Rust on car runners, also known as rocker panels, is a common problem, especially in areas with harsh winters or coastal climates. If you’ve noticed rust developing on your car’s runners, it’s crucial to address it promptly to prevent further damage and maintain your vehicle’s structural integrity. While professional repairs can be costly, tackling rust repair yourself is a viable option with the right tools and know-how. This guide provides a detailed, step-by-step approach to repairing rusted runners, empowering you to restore your car’s appearance and protect it from further corrosion.
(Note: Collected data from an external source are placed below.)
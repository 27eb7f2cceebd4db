//! App state: configuration, upstream clients and the per-route caches.

use std::sync::Arc;
use std::time::Duration;

use tracing::warn;

use sitepulse_cache::{CachedRoute, Clock, SystemClock};
use sitepulse_core::constants::*;
use sitepulse_core::error::{Result, SitepulseError};
use sitepulse_core::types::Limit;
use sitepulse_sources::{FeedClient, GithubClient, GithubConfig, MisskeyClient, MisskeyConfig};

/// Server configuration.
#[derive(Clone, Debug)]
pub struct ApiConfig {
    /// Bind address
    pub listen: String,
    /// Blog posts served by `/feed/blog`
    pub feed_limit_blog: Limit,
    /// Entries served by `/feed/github`
    pub feed_limit_github: Limit,
    /// Notes served by `/feed/misskey`
    pub feed_limit_misskey: Limit,
    /// Cache lifetime of `/feed/misskey`
    pub misskey_feed_ttl: Duration,
    /// Activity window in days
    pub count_days: usize,
    /// Repositories served by `/like/github`
    pub like_limit_github: Limit,
    /// GitHub API access
    pub github: GithubConfig,
    /// GitHub public activity feed
    pub github_feed_url: String,
    /// Blog Atom/RSS feed
    pub blog_feed_url: String,
    /// Cover for posts without a thumbnail
    pub blog_default_cover: String,
    /// Misskey instance and account
    pub misskey: MisskeyConfig,
}

impl Default for ApiConfig {
    fn default() -> Self {
        Self {
            listen: DEFAULT_LISTEN.into(),
            feed_limit_blog: Limit::from_signed(DEFAULT_FEED_LIMIT_BLOG),
            feed_limit_github: Limit::from_signed(DEFAULT_FEED_LIMIT_GITHUB),
            feed_limit_misskey: Limit::from_signed(DEFAULT_FEED_LIMIT_MISSKEY),
            misskey_feed_ttl: DEFAULT_MISSKEY_FEED_TTL,
            count_days: DEFAULT_COUNT_DAYS,
            like_limit_github: Limit::from_signed(DEFAULT_LIKE_LIMIT_GITHUB),
            github: GithubConfig::new(""),
            github_feed_url: github_feed_url(DEFAULT_GITHUB_USER),
            blog_feed_url: DEFAULT_BLOG_FEED_URL.into(),
            blog_default_cover: DEFAULT_BLOG_COVER.into(),
            misskey: MisskeyConfig::default(),
        }
    }
}

fn github_feed_url(user: &str) -> String {
    format!("{}/{}.atom", DEFAULT_GITHUB_WEB_URL, user)
}

impl ApiConfig {
    /// Reads the configuration from the environment (and `.env`, if present).
    ///
    /// Fails only when `GITHUB_TOKEN` is missing.
    pub fn from_env() -> Result<Self> {
        let _ = dotenvy::dotenv();
        Self::from_lookup(|key| std::env::var(key).ok())
    }

    /// Builds the configuration from an arbitrary variable lookup.
    pub fn from_lookup(lookup: impl Fn(&str) -> Option<String>) -> Result<Self> {
        let token = lookup("GITHUB_TOKEN")
            .ok_or_else(|| SitepulseError::Config("GITHUB_TOKEN is not set".into()))?;

        let defaults = Self::default();
        let parsed = |key: &str| -> Option<i64> {
            let raw = lookup(key)?;
            match raw.trim().parse::<i64>() {
                Ok(value) => Some(value),
                Err(e) => {
                    warn!(key, value = %raw, error = %e, "Ignoring unparsable setting");
                    None
                }
            }
        };
        let limit =
            |key: &str, default: Limit| parsed(key).map(Limit::from_signed).unwrap_or(default);

        let count_days = match parsed("COUNT_DAYS").map(usize::try_from) {
            Some(Ok(days)) => days,
            Some(Err(_)) => {
                warn!("Ignoring negative COUNT_DAYS");
                defaults.count_days
            }
            None => defaults.count_days,
        };

        let misskey_feed_ttl = match parsed("FEED_TTL_MISSKEY").map(u64::try_from) {
            Some(Ok(secs)) => Duration::from_secs(secs),
            Some(Err(_)) => {
                warn!("Ignoring negative FEED_TTL_MISSKEY");
                defaults.misskey_feed_ttl
            }
            None => defaults.misskey_feed_ttl,
        };

        let mut github = GithubConfig::new(token);
        if let Some(user) = lookup("GITHUB_USER") {
            github = github.with_user(user);
        }
        if let Some(api_url) = lookup("GITHUB_API_URL") {
            github = github.with_api_url(api_url);
        }

        let mut misskey = defaults.misskey.clone();
        if let Some(instance) = lookup("MISSKEY_INSTANCE") {
            misskey.instance_url = instance;
        }
        if let Some(user_id) = lookup("MISSKEY_USER_ID") {
            misskey.user_id = user_id;
        }

        Ok(Self {
            listen: lookup("LISTEN")
                .map(|l| normalize_listen(&l))
                .unwrap_or(defaults.listen),
            feed_limit_blog: limit("FEED_LIMIT_BLOG", defaults.feed_limit_blog),
            feed_limit_github: limit("FEED_LIMIT_GITHUB", defaults.feed_limit_github),
            feed_limit_misskey: limit("FEED_LIMIT_MISSKEY", defaults.feed_limit_misskey),
            misskey_feed_ttl,
            count_days,
            like_limit_github: limit("LIKE_LIMIT_GITHUB", defaults.like_limit_github),
            github_feed_url: lookup("GITHUB_FEED_URL")
                .unwrap_or_else(|| github_feed_url(&github.user)),
            github,
            blog_feed_url: lookup("BLOG_FEED_URL").unwrap_or(defaults.blog_feed_url),
            blog_default_cover: lookup("BLOG_DEFAULT_COVER").unwrap_or(defaults.blog_default_cover),
            misskey,
        })
    }
}

/// Turns a port-only address such as `:8080` into one bound on all interfaces.
pub fn normalize_listen(listen: &str) -> String {
    let listen = listen.trim();
    if listen.starts_with(':') {
        format!("0.0.0.0{}", listen)
    } else {
        listen.to_string()
    }
}

/// One cache per route.
#[derive(Debug)]
pub struct RouteCaches {
    /// `/feed/blog`
    pub blog_feed: CachedRoute,
    /// `/feed/github`
    pub github_feed: CachedRoute,
    /// `/feed/misskey`
    pub misskey_feed: CachedRoute,
    /// `/count/activity` and `/count/social-activity`
    pub activity: CachedRoute,
    /// `/like/github`
    pub github_stars: CachedRoute,
}

impl RouteCaches {
    /// Creates empty caches on the given clock.
    pub fn new(misskey_feed_ttl: Duration, clock: Arc<dyn Clock>) -> Self {
        Self {
            blog_feed: CachedRoute::with_clock("feed/blog", BLOG_FEED_TTL, clock.clone()),
            github_feed: CachedRoute::with_clock("feed/github", GITHUB_FEED_TTL, clock.clone()),
            misskey_feed: CachedRoute::with_clock("feed/misskey", misskey_feed_ttl, clock.clone()),
            activity: CachedRoute::with_clock("count/activity", ACTIVITY_TTL, clock.clone()),
            github_stars: CachedRoute::with_clock("like/github", GITHUB_STARS_TTL, clock),
        }
    }
}

/// Shared state handed to every handler.
pub struct AppState {
    /// Resolved configuration
    pub config: ApiConfig,
    /// Per-route caches
    pub caches: RouteCaches,
    /// GitHub API client
    pub github: GithubClient,
    /// Misskey API client
    pub misskey: MisskeyClient,
    /// Feed downloader
    pub feeds: FeedClient,
}

impl AppState {
    /// Creates state on the system clock.
    pub fn new(config: ApiConfig) -> Self {
        Self::with_clock(config, Arc::new(SystemClock))
    }

    /// Creates state on the given clock.
    pub fn with_clock(config: ApiConfig, clock: Arc<dyn Clock>) -> Self {
        Self {
            caches: RouteCaches::new(config.misskey_feed_ttl, clock),
            github: GithubClient::new(config.github.clone()),
            misskey: MisskeyClient::with_config(config.misskey.clone()),
            feeds: FeedClient::new(),
            config,
        }
    }
}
Before diving into the repair process, it’s important to assess the extent of the rust damage. Minor surface rust can often be treated relatively easily. However, if the rust has penetrated deeper, causing holes or significant weakening of the metal, more extensive repairs will be necessary. In severe cases, as mentioned by some repair estimates, replacing entire sections might be recommended, although this is often deemed uneconomical for older vehicles. For most DIYers, focusing on repairing existing rust and patching holes is a more practical approach.
This guide focuses on repairing rusted runners using common DIY methods, drawing upon expert techniques for effective and lasting results. We’ll cover everything from rust removal to patching holes and finishing for a professional look.
Step-by-Step Guide to Repairing Rusted Car Runners
1. Rust Removal: Preparing the Area
The first and most critical step is to thoroughly remove all rust from the affected area. This ensures that the repair is long-lasting and prevents rust from spreading beneath your new paint or filler.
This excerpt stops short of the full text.